This article was published July 2017 in the Obesity Journal.
This article was written by: Christine M. Olson, Myla Strawderman, and Meredith L. Graham.
Here is the abstract for this article:
The effective components of interventions for reducing excessive gestational weight gain (GWG) remain to be identified. This study investigated the sociodemographic, physical, psychosocial, and environmental correlates of online GWG tracking and its independent association with GWG outcomes.
Eight hundred ninety-eight women in the intervention arms of a randomized trial assessing the effectiveness of an integrated online and mobile phone behavioral intervention to decrease the prevalence of excessive GWG were included in this secondary analysis. Data were analyzed using χ2 analysis and modified Poisson and linear regression approaches.
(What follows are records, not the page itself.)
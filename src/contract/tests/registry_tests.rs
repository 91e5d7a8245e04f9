//! Unit tests for the schema and contract registries.

use crate::contract::builtin::{BUILTIN_CONTRACT_VERSION, builtin_registry, contract_for};
use crate::contract::domain::{
    Contract, ContractError, Schema, SchemaRegistryError, SemVer,
};
use crate::contract::registry::{ContractRegistry, SchemaRegistry};
use crate::envelope::{AgentType, ErrorCode, PlatformId};
use eyre::{Result, ensure};
use rstest::rstest;

fn v(raw: &str) -> SemVer {
    SemVer::parse(raw).expect("valid version")
}

#[rstest]
fn schema_registry_registration_is_idempotent_for_same_version() -> Result<()> {
    let mut builder = SchemaRegistry::builder();
    builder.register("deploy.input", Schema::Any, v("1.0.0"))?;
    builder.register("deploy.input", Schema::Boolean, v("1.0.0"))?;
    let registry = builder.build();

    ensure!(registry.has("deploy.input"));
    ensure!(registry.list() == vec!["deploy.input"]);
    let entry = registry
        .describe("deploy.input")
        .ok_or_else(|| eyre::eyre!("entry missing"))?;
    ensure!(entry.version() == v("1.0.0"));
    ensure!(entry.schema() == &Schema::Any, "first registration wins");
    Ok(())
}

#[rstest]
fn schema_registry_rejects_conflicting_version() {
    let mut builder = SchemaRegistry::builder();
    builder
        .register("deploy.input", Schema::Any, v("1.0.0"))
        .expect("first registration");

    let result = builder.register("deploy.input", Schema::Any, v("1.1.0"));

    assert!(matches!(
        result,
        Err(SchemaRegistryError::VersionConflict { existing, requested, .. })
            if existing == v("1.0.0") && requested == v("1.1.0")
    ));
}

#[rstest]
fn schema_registry_rejects_blank_name() {
    let mut builder = SchemaRegistry::builder();
    assert!(matches!(
        builder.register(" ", Schema::Any, v("1.0.0")),
        Err(SchemaRegistryError::InvalidName(_))
    ));
}

#[rstest]
fn unknown_schema_is_not_described() {
    let registry = SchemaRegistry::builder().build();
    assert!(!registry.has("missing"));
    assert!(registry.describe("missing").is_none());
}

#[rstest]
fn builtin_registry_covers_every_agent_type() -> Result<()> {
    let registry = builtin_registry()?;

    ensure!(registry.len() == AgentType::ALL.len());
    for agent_type in AgentType::ALL {
        let contract = registry
            .resolve(agent_type, None)
            .ok_or_else(|| eyre::eyre!("no contract for {agent_type}"))?;
        ensure!(contract.version() == BUILTIN_CONTRACT_VERSION);
        ensure!(registry.schemas().has(&format!("{}.input", contract.name())));
        ensure!(registry.schemas().has(&format!("{}.output", contract.name())));
    }
    Ok(())
}

#[rstest]
fn duplicate_platform_contract_raises_conflict() -> Result<()> {
    let platform = PlatformId::new("acme")?;
    let mut builder = ContractRegistry::builder();
    builder.register(contract_for(AgentType::Deployment), Some(platform.clone()))?;

    let result = builder.register(contract_for(AgentType::Deployment), Some(platform.clone()));

    let Err(error) = result else {
        eyre::bail!("second registration should conflict");
    };
    ensure!(
        error
            == ContractError::Conflict {
                agent_type: AgentType::Deployment,
                platform: Some(platform),
            }
    );
    ensure!(error.code() == ErrorCode::Conflict);
    ensure!(error.to_string().starts_with("CONFLICT"));
    Ok(())
}

#[rstest]
fn global_and_platform_contracts_coexist() -> Result<()> {
    let platform = PlatformId::new("acme")?;
    let mut builder = ContractRegistry::builder();
    builder.register(contract_for(AgentType::E2e), None)?;
    builder.register(contract_for(AgentType::E2e), Some(platform))?;
    ensure!(builder.build().len() == 2);
    Ok(())
}

#[rstest]
fn resolve_prefers_platform_override_and_falls_back_to_global() -> Result<()> {
    let acme = PlatformId::new("acme")?;
    let other = PlatformId::new("globex")?;
    let override_contract = Contract::builder("acme-deployment", AgentType::Deployment, "2.0.0")
        .input_schema(Schema::Any)
        .output_schema(Schema::Any)
        .build();
    let mut builder = ContractRegistry::builder();
    builder.register(contract_for(AgentType::Deployment), None)?;
    builder.register(override_contract, Some(acme.clone()))?;
    let registry = builder.build();

    let scoped = registry
        .resolve(AgentType::Deployment, Some(&acme))
        .ok_or_else(|| eyre::eyre!("scoped contract missing"))?;
    ensure!(scoped.name() == "acme-deployment");

    let fallback = registry
        .resolve(AgentType::Deployment, Some(&other))
        .ok_or_else(|| eyre::eyre!("global contract missing"))?;
    ensure!(fallback.name() == "deployment-agent");

    ensure!(registry.resolve(AgentType::Scaffold, None).is_none());
    ensure!(!registry.covers(AgentType::Scaffold));
    Ok(())
}

#[rstest]
fn platform_override_may_reuse_the_global_name_at_a_new_version() -> Result<()> {
    let acme = PlatformId::new("acme")?;
    let builtin = contract_for(AgentType::Deployment);
    let input = builtin
        .input_schema()
        .cloned()
        .ok_or_else(|| eyre::eyre!("built-in input schema missing"))?;
    let output = builtin
        .output_schema()
        .cloned()
        .ok_or_else(|| eyre::eyre!("built-in output schema missing"))?;
    let override_contract = Contract::builder("deployment-agent", AgentType::Deployment, "2.0.0")
        .input_schema(input)
        .output_schema(output)
        .build();

    let mut builder = ContractRegistry::builder();
    builder.register(builtin, None)?;
    builder.register(override_contract, Some(acme.clone()))?;
    let registry = builder.build();

    let scoped = registry
        .resolve(AgentType::Deployment, Some(&acme))
        .ok_or_else(|| eyre::eyre!("scoped contract missing"))?;
    ensure!(scoped.version() == "2.0.0");
    let global = registry
        .resolve(AgentType::Deployment, None)
        .ok_or_else(|| eyre::eyre!("global contract missing"))?;
    ensure!(global.version() == BUILTIN_CONTRACT_VERSION);

    for (name, expected) in [
        ("deployment-agent.input", v(BUILTIN_CONTRACT_VERSION)),
        ("deployment-agent.output", v(BUILTIN_CONTRACT_VERSION)),
        ("deployment-agent@acme.input", v("2.0.0")),
        ("deployment-agent@acme.output", v("2.0.0")),
    ] {
        let entry = registry
            .schemas()
            .describe(name)
            .ok_or_else(|| eyre::eyre!("schema {name} missing"))?;
        ensure!(entry.version() == expected, "{name} at wrong version");
    }
    Ok(())
}

#[rstest]
fn invalid_definition_is_refused_at_registration() {
    let contract = Contract::builder("deploy", AgentType::Deployment, "1.1.0")
        .supported_versions(["1.0.0", "1.1.0"])
        .input_schema(Schema::Any)
        .output_schema(Schema::Any)
        .build();

    let result = ContractRegistry::builder().register(contract, None).map(|_| ());

    assert!(matches!(
        result,
        Err(ContractError::InvalidDefinition { ref name, .. }) if name == "deploy"
    ));
}
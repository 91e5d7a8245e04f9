//! In-memory agent registry adapter.

mod registry;

pub use registry::InMemoryAgentRepository;
//! Unit tests for contracts, validation and registries.

mod registry_tests;
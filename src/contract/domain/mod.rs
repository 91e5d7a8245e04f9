//! Domain model for versioned agent contracts.
//!
//! Contracts pair request and response [`Schema`]s with a version policy.
//! Everything here is pure: no I/O and no shared state.

mod contract;
mod error;
mod schema;
mod version;

pub use contract::{
    Contract, ContractBuilder, FieldMigration, FieldStep, PayloadMigration,
    SUPPORTED_PRIOR_VERSIONS, migration_key,
};
pub use error::{ContractError, SchemaRegistryError};
pub use schema::{FieldError, Property, Schema};
pub use version::SemVer;
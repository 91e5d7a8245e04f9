//! Agent dispatcher: turns "run this task" into a correlated
//! request/response exchange over the event bus, with a timeout and a
//! bounded number of attempts per task.
//!
//! Per-task lifecycle: `pending -> dispatched -> {succeeded | failed |
//! timed_out}`, with `timed_out -> dispatched` while attempts remain.
//! Settled tasks leave through the [`DispatchOutcome`] channel.

mod dispatcher;
mod error;
mod outcome;
mod pending;
mod policy;

pub use dispatcher::{AgentDispatcher, ResultDisposition};
pub use error::{DispatchError, DispatchResult};
pub use outcome::DispatchOutcome;
pub use pending::{PendingTable, PendingTask, TimeoutDecision};
pub use policy::RetryPolicy;
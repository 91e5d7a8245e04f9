//! Event bus adapters.

pub mod memory;
pub mod retrying;
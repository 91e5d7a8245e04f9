//! Workflow lifecycle: the aggregate and its state machine, persistence
//! ports with in-memory adapters, and the orchestration service that moves
//! workflows through their stages.
//!
//! - Domain types in [`domain`]
//! - Port contracts in [`ports`]
//! - Adapter implementations in [`adapters`]
//! - Services in [`services`]

pub mod adapters;
pub mod domain;
pub mod ports;
pub mod services;

#[cfg(test)]
mod tests;
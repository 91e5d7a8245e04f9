//! Error types for contract construction, migration and registration.

use super::{FieldError, SemVer};
use crate::envelope::{AgentType, ErrorCode, PlatformId};
use thiserror::Error;

/// Errors returned by contract and registry operations.
#[derive(Debug, Clone, Error, PartialEq, Eq)]
pub enum ContractError {
    /// A version string is not `major.minor.patch`.
    #[error("invalid semantic version '{0}'")]
    InvalidVersion(String),

    /// The contract definition failed its sanity checks.
    #[error("invalid contract '{name}': {}", format_field_errors(.errors))]
    InvalidDefinition {
        /// Contract name.
        name: String,
        /// Individual definition problems.
        errors: Vec<FieldError>,
    },

    /// A contract is already registered for the agent type and scope.
    #[error("CONFLICT: contract for agent type '{agent_type}' already registered{}", scope_suffix(.platform.as_ref()))]
    Conflict {
        /// Agent type of the duplicate registration.
        agent_type: AgentType,
        /// Platform scope of the duplicate registration.
        platform: Option<PlatformId>,
    },

    /// The contract's schemas could not be recorded in the schema registry.
    #[error(transparent)]
    Schema(#[from] SchemaRegistryError),

    /// A payload migration could not transform its input.
    #[error("migration {key} failed: {reason}")]
    MigrationFailed {
        /// Migration key in `from->to` form.
        key: String,
        /// Failure description.
        reason: String,
    },
}

impl ContractError {
    /// Returns the taxonomy code for this error.
    #[must_use]
    pub const fn code(&self) -> ErrorCode {
        match self {
            Self::Conflict { .. } | Self::Schema(SchemaRegistryError::VersionConflict { .. }) => {
                ErrorCode::Conflict
            }
            Self::InvalidVersion(_)
            | Self::InvalidDefinition { .. }
            | Self::Schema(SchemaRegistryError::InvalidName(_))
            | Self::MigrationFailed { .. } => ErrorCode::EnvelopeValidationError,
        }
    }

    /// Creates a migration failure.
    #[must_use]
    pub fn migration_failed(key: impl Into<String>, reason: impl Into<String>) -> Self {
        Self::MigrationFailed {
            key: key.into(),
            reason: reason.into(),
        }
    }
}

/// Errors returned while populating a schema registry.
#[derive(Debug, Clone, Error, PartialEq, Eq)]
pub enum SchemaRegistryError {
    /// A schema name was re-registered with a different version.
    #[error("schema '{name}' already registered at version {existing}, refusing {requested}")]
    VersionConflict {
        /// Schema name.
        name: String,
        /// Version already registered.
        existing: SemVer,
        /// Version that was refused.
        requested: SemVer,
    },

    /// Schema names must be non-blank.
    #[error("invalid schema name '{0}'")]
    InvalidName(String),
}

fn format_field_errors(errors: &[FieldError]) -> String {
    errors
        .iter()
        .map(ToString::to_string)
        .collect::<Vec<_>>()
        .join("; ")
}

fn scope_suffix(platform: Option<&PlatformId>) -> String {
    platform.map_or_else(String::new, |id| format!(" for platform '{id}'"))
}
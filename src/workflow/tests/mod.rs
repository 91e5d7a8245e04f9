//! Unit tests for the workflow module.
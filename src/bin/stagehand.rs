//! Wiring host that assembles the orchestrator on an in-process bus and
//! keeps it running until interrupted.
//!
//! Usage:
//!
//! ```text
//! STAGEHAND_CONFIG=/etc/stagehand.toml RUST_LOG=stagehand=debug stagehand
//! ```
//!
//! Without `STAGEHAND_CONFIG` the built-in defaults apply. The bus lives
//! inside this process, so only agents and control callers linked into the
//! same process can reach it; the binary exposes no network transport and
//! no control surface of its own. Embedders that need out-of-process agents
//! provide their own [`EventBus`] adapter and reuse the same wiring.

use mockable::DefaultClock;
use stagehand::agent::{
    adapters::memory::InMemoryAgentRepository,
    ports::AgentRepository,
    services::{AgentRegistryService, HeartbeatListener, RegistrationListener},
};
use stagehand::bus::{BusError, EventBus, InMemoryEventBus, RetryingEventBus};
use stagehand::config::{ConfigError, OrchestratorConfig};
use stagehand::contract::{ContractError, builtin::builtin_registry};
use stagehand::dispatch::{AgentDispatcher, DispatchError};
use stagehand::envelope::AgentType;
use stagehand::stage::{StageError, StageTable};
use stagehand::telemetry::{TelemetryError, init_tracing};
use stagehand::workflow::{
    adapters::memory::{InMemoryWorkflowEventLog, InMemoryWorkflowRepository},
    services::{OrchestrationService, Pipeline},
};
use std::sync::Arc;
use std::time::Duration;
use thiserror::Error;
use tokio::task::JoinHandle;
use tracing::{info, warn};

type BoxError = Box<dyn std::error::Error + Send + Sync>;

#[derive(Debug, Error)]
enum StartupError {
    #[error(transparent)]
    Config(#[from] ConfigError),
    #[error(transparent)]
    Telemetry(#[from] TelemetryError),
    #[error("invalid stage table: {0}")]
    Stages(#[from] StageError),
    #[error("invalid built-in contract: {0}")]
    Contracts(#[from] ContractError),
    #[error("failed to attach to the bus: {0}")]
    Bus(#[from] BusError),
    #[error("failed to start the dispatcher: {0}")]
    Dispatch(#[from] DispatchError),
    #[error("failed to wait for shutdown signal: {0}")]
    Signal(#[source] std::io::Error),
}

#[tokio::main]
async fn main() -> Result<(), BoxError> {
    run().await.map_err(Into::into)
}

async fn run() -> Result<(), StartupError> {
    let config = OrchestratorConfig::load()?;
    init_tracing()?;

    let transport = Arc::new(InMemoryEventBus::new(config.bus.channel_capacity));
    let bus = Arc::new(RetryingEventBus::new(
        Arc::clone(&transport),
        config.retry_policy(),
        config.bus.transport_max_attempts,
    ));
    for agent_type in AgentType::ALL {
        bus.declare_work_queue(&agent_type.task_channel()).await?;
    }
    let stages = Arc::new(StageTable::builtin()?);
    let contracts = Arc::new(builtin_registry()?);
    let policies = config.stage_policies(&stages)?;

    let (dispatcher, outcomes) = AgentDispatcher::new(Arc::clone(&bus), config.retry_policy());
    let results = dispatcher.listen().await?;
    let orchestrator = OrchestrationService::new(
        Arc::new(InMemoryWorkflowRepository::new()),
        Arc::new(InMemoryWorkflowEventLog::new()),
        dispatcher,
        Pipeline::new(stages, Arc::clone(&contracts)).with_policies(policies),
        Arc::new(DefaultClock),
    );
    let runner = tokio::spawn(async move { orchestrator.run(outcomes).await });

    let registry = AgentRegistryService::new(
        Arc::new(InMemoryAgentRepository::new()),
        contracts,
        Arc::new(DefaultClock),
    )
    .with_stale_after(config.heartbeat_stale_after());
    let registrations = RegistrationListener::new(registry.clone())
        .attach(&*bus)
        .await?;
    let heartbeats = HeartbeatListener::new(registry.clone())
        .attach(&*bus)
        .await?;
    let sweeper = spawn_health_sweep(registry, config.heartbeat_stale_after());

    info!(
        channel_capacity = config.bus.channel_capacity,
        transport_max_attempts = config.bus.transport_max_attempts,
        default_timeout_ms = config.dispatch.default_timeout_ms,
        default_max_retries = config.dispatch.default_max_retries,
        "stagehand orchestrator ready"
    );
    let signal = tokio::signal::ctrl_c().await;

    info!("shutting down");
    sweeper.abort();
    registrations.unsubscribe();
    heartbeats.unsubscribe();
    results.unsubscribe();
    runner.abort();
    transport.shutdown();
    signal.map_err(StartupError::Signal)
}

fn spawn_health_sweep<R>(
    registry: AgentRegistryService<R, DefaultClock>,
    stale_after: Duration,
) -> JoinHandle<()>
where
    R: AgentRepository + 'static,
{
    tokio::spawn(async move {
        let mut ticker = tokio::time::interval(stale_after);
        loop {
            ticker.tick().await;
            match registry.health_now(stale_after).await {
                Ok(report) => {
                    for agent in report.stale() {
                        warn!(
                            agent_id = %agent.agent_id,
                            agent_type = %agent.agent_type,
                            silent_for_ms = agent.silent_for_ms,
                            "agent is stale"
                        );
                    }
                }
                Err(err) => warn!(error = %err, "agent health sweep failed"),
            }
        }
    })
}
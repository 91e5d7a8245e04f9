//! Unit tests for agent registration and health.

mod service_tests;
Only 16.5% of low-income (Medicaid-eligible) women consistently tracked GWG, as did 34.2% of not-low-income women. More highly educated, older, and white women were more likely to be consistent GWG trackers. Among not-low-income women, consistent GWG tracking was associated with 2.35 kg less GWG (95% CI: -3.23 to -1.46 kg; P < 0.0001) and a reduced risk of excessive GWG (RR 0.73; 95% CI: 0.59 to 0.89; P = 0.002). CONCLUSIONS:
Electronic tracking of GWG is an effective component of electronic and mobile health interventions aiming to decrease the prevalence of excessive GWG in not-low-income women. Income group-specific motivators are needed to increase the prevalence of GWG tracking.